Records shown section start

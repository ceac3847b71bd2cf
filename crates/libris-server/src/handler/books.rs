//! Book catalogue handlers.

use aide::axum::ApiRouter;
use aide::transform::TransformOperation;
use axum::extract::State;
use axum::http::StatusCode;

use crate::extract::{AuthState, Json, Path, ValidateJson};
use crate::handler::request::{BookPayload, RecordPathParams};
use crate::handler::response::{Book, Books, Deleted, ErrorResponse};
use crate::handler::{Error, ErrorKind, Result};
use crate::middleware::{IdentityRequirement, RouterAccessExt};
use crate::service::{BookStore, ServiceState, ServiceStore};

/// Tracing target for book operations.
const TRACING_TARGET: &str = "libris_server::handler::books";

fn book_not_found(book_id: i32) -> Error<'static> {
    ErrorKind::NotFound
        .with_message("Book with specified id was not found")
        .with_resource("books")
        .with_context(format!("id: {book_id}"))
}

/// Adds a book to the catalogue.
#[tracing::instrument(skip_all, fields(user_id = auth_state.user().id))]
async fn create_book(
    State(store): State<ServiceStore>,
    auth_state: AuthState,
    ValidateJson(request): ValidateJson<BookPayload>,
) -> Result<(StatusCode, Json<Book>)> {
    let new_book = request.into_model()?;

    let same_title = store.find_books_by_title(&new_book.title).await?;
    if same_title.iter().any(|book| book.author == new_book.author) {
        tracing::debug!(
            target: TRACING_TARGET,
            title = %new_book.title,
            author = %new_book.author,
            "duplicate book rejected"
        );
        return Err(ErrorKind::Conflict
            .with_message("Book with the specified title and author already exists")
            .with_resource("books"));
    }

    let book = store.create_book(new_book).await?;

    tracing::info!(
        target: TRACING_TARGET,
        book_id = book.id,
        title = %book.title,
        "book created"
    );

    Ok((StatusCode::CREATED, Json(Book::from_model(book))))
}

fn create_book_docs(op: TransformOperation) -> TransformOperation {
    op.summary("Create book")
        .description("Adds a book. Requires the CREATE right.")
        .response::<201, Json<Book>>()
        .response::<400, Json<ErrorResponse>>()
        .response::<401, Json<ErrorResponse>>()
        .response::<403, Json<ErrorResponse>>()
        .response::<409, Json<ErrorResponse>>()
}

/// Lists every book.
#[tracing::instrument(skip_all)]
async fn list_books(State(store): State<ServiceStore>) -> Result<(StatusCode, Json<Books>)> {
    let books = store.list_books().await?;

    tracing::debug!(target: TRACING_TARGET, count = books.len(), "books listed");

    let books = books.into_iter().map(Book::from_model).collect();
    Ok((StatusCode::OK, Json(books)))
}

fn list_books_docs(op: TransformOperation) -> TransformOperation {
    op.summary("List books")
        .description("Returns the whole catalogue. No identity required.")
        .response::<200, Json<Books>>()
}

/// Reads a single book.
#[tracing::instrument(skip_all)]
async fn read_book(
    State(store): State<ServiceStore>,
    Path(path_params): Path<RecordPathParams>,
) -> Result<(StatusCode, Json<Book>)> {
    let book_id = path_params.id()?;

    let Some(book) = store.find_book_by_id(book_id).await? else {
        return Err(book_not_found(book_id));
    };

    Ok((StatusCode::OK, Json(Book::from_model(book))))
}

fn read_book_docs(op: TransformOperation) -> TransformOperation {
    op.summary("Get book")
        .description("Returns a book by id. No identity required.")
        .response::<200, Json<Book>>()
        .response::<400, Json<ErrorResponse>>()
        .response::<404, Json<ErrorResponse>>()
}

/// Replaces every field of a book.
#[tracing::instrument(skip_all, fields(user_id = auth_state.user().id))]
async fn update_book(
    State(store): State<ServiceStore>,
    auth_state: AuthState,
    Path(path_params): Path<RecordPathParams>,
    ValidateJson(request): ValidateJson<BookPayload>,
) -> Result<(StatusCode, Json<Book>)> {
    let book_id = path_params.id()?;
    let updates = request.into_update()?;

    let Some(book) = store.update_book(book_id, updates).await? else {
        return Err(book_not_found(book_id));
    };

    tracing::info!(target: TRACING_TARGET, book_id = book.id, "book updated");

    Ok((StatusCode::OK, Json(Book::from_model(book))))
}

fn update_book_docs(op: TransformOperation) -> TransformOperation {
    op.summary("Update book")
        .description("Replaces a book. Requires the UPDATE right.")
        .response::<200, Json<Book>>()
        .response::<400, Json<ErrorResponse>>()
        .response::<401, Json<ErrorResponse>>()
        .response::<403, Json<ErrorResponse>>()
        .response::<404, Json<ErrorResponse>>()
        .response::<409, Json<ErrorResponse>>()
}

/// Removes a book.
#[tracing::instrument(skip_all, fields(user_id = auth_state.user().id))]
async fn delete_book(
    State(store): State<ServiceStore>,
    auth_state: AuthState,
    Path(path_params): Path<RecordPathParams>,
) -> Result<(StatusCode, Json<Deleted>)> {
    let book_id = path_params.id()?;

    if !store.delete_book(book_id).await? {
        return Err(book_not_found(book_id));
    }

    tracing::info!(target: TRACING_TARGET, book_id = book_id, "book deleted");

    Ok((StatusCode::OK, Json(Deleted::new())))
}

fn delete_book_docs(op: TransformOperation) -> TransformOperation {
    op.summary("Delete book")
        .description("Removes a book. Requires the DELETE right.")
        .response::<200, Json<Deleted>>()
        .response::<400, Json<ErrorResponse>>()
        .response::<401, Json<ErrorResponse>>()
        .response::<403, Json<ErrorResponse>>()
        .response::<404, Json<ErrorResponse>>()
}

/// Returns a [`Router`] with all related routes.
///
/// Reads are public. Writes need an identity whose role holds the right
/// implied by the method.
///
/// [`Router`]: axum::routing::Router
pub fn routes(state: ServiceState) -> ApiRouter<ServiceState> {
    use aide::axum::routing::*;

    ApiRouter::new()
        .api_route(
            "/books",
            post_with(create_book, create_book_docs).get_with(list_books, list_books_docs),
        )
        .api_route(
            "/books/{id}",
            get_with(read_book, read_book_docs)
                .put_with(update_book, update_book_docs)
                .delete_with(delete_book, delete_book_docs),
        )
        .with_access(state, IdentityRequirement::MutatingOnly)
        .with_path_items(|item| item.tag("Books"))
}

Records shown section end

▶ What the exercise asks
Using the entries above, quote each line verbatim from the first through the line that contains "to the catalogue.".

▶ Answer space
repository ceac3847b71bd2cf
filename crates/libris-server/src/handler/books.rs
//! Book catalogue handlers.

use aide::axum::ApiRouter;
use aide::transform::TransformOperation;
use axum::extract::State;
use axum::http::StatusCode;

use crate::extract::{AuthState, Json, Path, ValidateJson};
use crate::handler::request::{BookPayload, RecordPathParams};
use crate::handler::response::{Book, Books, Deleted, ErrorResponse};
use crate::handler::{Error, ErrorKind, Result};
use crate::middleware::{IdentityRequirement, RouterAccessExt};
use crate::service::{BookStore, ServiceState, ServiceStore};

/// Tracing target for book operations.
const TRACING_TARGET: &str = "libris_server::handler::books";

fn book_not_found(book_id: i32) -> Error<'static> {
    ErrorKind::NotFound
        .with_message("Book with specified id was not found")
        .with_resource("books")
        .with_context(format!("id: {book_id}"))
}

/// Adds a book to the catalogue.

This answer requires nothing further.